What this task involves
Your answer must be every line of the data that contains "format".

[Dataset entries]
Segment Open

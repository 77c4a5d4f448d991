//! Build configuration
//!
//! One explicit `Config` value is loaded per build and passed by reference
//! into each component's entry point. Settings come from `config.yml` in the
//! demo directory, with `config.local.yml` deep-merged on top for per-machine
//! overrides (tool paths, mostly). Command-line switches are applied onto the
//! loaded value by the caller.

use serde::Deserialize;
use serde_norway::Value;
use std::fs;
use std::path::{Path, PathBuf};

use crate::error::BuildError;

/// Root of the configuration tree.
#[derive(Debug, Clone, Default, Deserialize)]
#[serde(rename_all = "kebab-case", default)]
pub struct Config {
    /// Demo directory the configuration was loaded from.
    #[serde(skip)]
    pub directory: PathBuf,

    /// Build a debugging version.
    pub debug: bool,
    /// Run the external shader minifier.
    pub minify: bool,
    /// Capture-mode settings; present when building for video capture.
    pub capture: Option<CaptureConfig>,

    pub demo: DemoConfig,
    pub paths: PathsConfig,
    pub tools: ToolsConfig,
}

/// Settings describing the demo itself.
#[derive(Debug, Clone, Deserialize)]
#[serde(rename_all = "kebab-case", default)]
pub struct DemoConfig {
    /// Name of the demo; used for artifact names.
    pub name: String,
    pub resolution: ResolutionConfig,
    /// Duration in seconds, when the demo should close itself.
    pub duration: Option<f64>,
    pub close_when_finished: bool,
    pub loading_black_screen: bool,
    /// Hook source file, relative to the demo directory.
    pub hooks: String,
    pub shader_provider: ShaderProviderConfig,
    pub shader_minifier: ShaderMinifierConfig,
}

impl Default for DemoConfig {
    fn default() -> Self {
        Self {
            name: String::new(),
            resolution: ResolutionConfig::default(),
            duration: None,
            close_when_finished: false,
            loading_black_screen: false,
            hooks: "hooks.cpp".to_string(),
            shader_provider: ShaderProviderConfig::default(),
            shader_minifier: ShaderMinifierConfig::default(),
        }
    }
}

/// Fixed rendering resolution; when unset the demo adapts to the display.
#[derive(Debug, Clone, Copy, Default, Deserialize)]
#[serde(rename_all = "kebab-case", default)]
pub struct ResolutionConfig {
    pub width: Option<u32>,
    pub height: Option<u32>,
    pub scale: Option<f64>,
}

impl ResolutionConfig {
    /// Returns the fixed resolution, when both dimensions are configured.
    pub fn fixed(&self) -> Option<(u32, u32)> {
        match (self.width, self.height) {
            (Some(width), Some(height)) if width > 0 && height > 0 => Some((width, height)),
            _ => None,
        }
    }
}

/// Video capture settings.
#[derive(Debug, Clone, Copy, Deserialize)]
#[serde(rename_all = "kebab-case", default)]
pub struct CaptureConfig {
    pub width: u32,
    pub height: u32,
    pub fps: u32,
}

impl Default for CaptureConfig {
    fn default() -> Self {
        Self { width: 1920, height: 1080, fps: 60 }
    }
}

/// Shader provider selection.
#[derive(Debug, Clone, Deserialize)]
#[serde(rename_all = "kebab-case", default)]
pub struct ShaderProviderConfig {
    /// Provider implementation: `simple` or `synthclipse`.
    pub tool: String,
    /// Shader source file, relative to the demo directory.
    pub filename: String,
    /// Constants preset to pick for synthclipse sources.
    pub constants_preset: String,
}

impl Default for ShaderProviderConfig {
    fn default() -> Self {
        Self {
            tool: "simple".to_string(),
            filename: "shader.frag".to_string(),
            constants_preset: "Default".to_string(),
        }
    }
}

/// Shader minifier selection.
#[derive(Debug, Clone, Deserialize)]
#[serde(rename_all = "kebab-case", default)]
pub struct ShaderMinifierConfig {
    /// Minifier implementation; only `shader-minifier` is supported.
    pub tool: String,
}

impl Default for ShaderMinifierConfig {
    fn default() -> Self {
        Self { tool: "shader-minifier".to_string() }
    }
}

/// Output locations.
#[derive(Debug, Clone, Deserialize)]
#[serde(rename_all = "kebab-case", default)]
pub struct PathsConfig {
    /// Intermediate artifacts (generated sources, minifier exchange files).
    pub build: PathBuf,
    /// Final artifacts.
    pub dist: PathBuf,
}

impl Default for PathsConfig {
    fn default() -> Self {
        Self { build: PathBuf::from("build"), dist: PathBuf::from("dist") }
    }
}

/// External tool locations.
#[derive(Debug, Clone, Default, Deserialize)]
#[serde(rename_all = "kebab-case", default)]
pub struct ToolsConfig {
    /// Shader Minifier executable.
    pub shader_minifier: Option<PathBuf>,
    /// Mono runtime used to host it on non-Windows platforms.
    pub mono: Option<PathBuf>,
}

impl Config {
    /// Loads the configuration for the demo in `directory`.
    ///
    /// `config.yml` is required; `config.local.yml` is merged on top when
    /// present, mappings recursively and everything else by replacement.
    ///
    /// # Errors
    /// I/O errors reading the files and [`BuildError::Yaml`] on parse
    /// failures.
    pub fn load(directory: &Path) -> Result<Self, BuildError> {
        if !directory.is_dir() {
            return Err(BuildError::Config(format!("demo directory {} does not exist", directory.display())));
        }

        let mut value: Value = serde_norway::from_str(&fs::read_to_string(directory.join("config.yml"))?)?;

        let local_path = directory.join("config.local.yml");
        if local_path.exists() {
            let local: Value = serde_norway::from_str(&fs::read_to_string(&local_path)?)?;
            merge_value(&mut value, local);
        }

        let mut config: Config = serde_norway::from_value(value)?;
        config.directory = directory.to_path_buf();
        Ok(config)
    }

    /// Parses a configuration from YAML text. The demo directory is left
    /// empty; callers set it when files are involved.
    pub fn from_yaml(contents: &str) -> Result<Self, BuildError> {
        Ok(serde_norway::from_str(contents)?)
    }

    /// Whether the shader renders at a fixed resolution: capture mode, or an
    /// explicitly configured width and height.
    pub fn force_resolution(&self) -> bool {
        self.capture.is_some() || self.demo.resolution.fixed().is_some()
    }

    /// Checks the mode-dependent required settings.
    ///
    /// # Errors
    /// [`BuildError::Config`] naming the first missing or invalid key.
    pub fn validate(&self) -> Result<(), BuildError> {
        if self.demo.name.is_empty() {
            return Err(BuildError::Config("demo.name is required".to_string()));
        }
        match self.demo.shader_provider.tool.as_str() {
            "simple" | "synthclipse" => {}
            other => {
                return Err(BuildError::Config(format!("demo.shader-provider.tool {other:?} is not valid")));
            }
        }
        if self.minify {
            if self.demo.shader_minifier.tool != "shader-minifier" {
                return Err(BuildError::Config(format!(
                    "demo.shader-minifier.tool {:?} is not valid",
                    self.demo.shader_minifier.tool
                )));
            }
            if self.tools.shader_minifier.is_none() {
                return Err(BuildError::Config("tools.shader-minifier is required to minify".to_string()));
            }
        }
        Ok(())
    }
}

/// Merges `overlay` into `base`: mappings recursively, everything else by
/// replacement.
fn merge_value(base: &mut Value, overlay: Value) {
    match (base, overlay) {
        (Value::Mapping(base_map), Value::Mapping(overlay_map)) => {
            for (key, value) in overlay_map {
                match base_map.get_mut(&key) {
                    Some(existing) => merge_value(existing, value),
                    None => {
                        base_map.insert(key, value);
                    }
                }
            }
        }
        (base_slot, overlay) => *base_slot = overlay,
    }
}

Segment Closed

Finished task
            return Err(BuildError::Config(format!("demo directory {} does not exist", directory.display())));
                return Err(BuildError::Config(format!("demo.shader-provider.tool {other:?} is not valid")));
                return Err(BuildError::Config(format!(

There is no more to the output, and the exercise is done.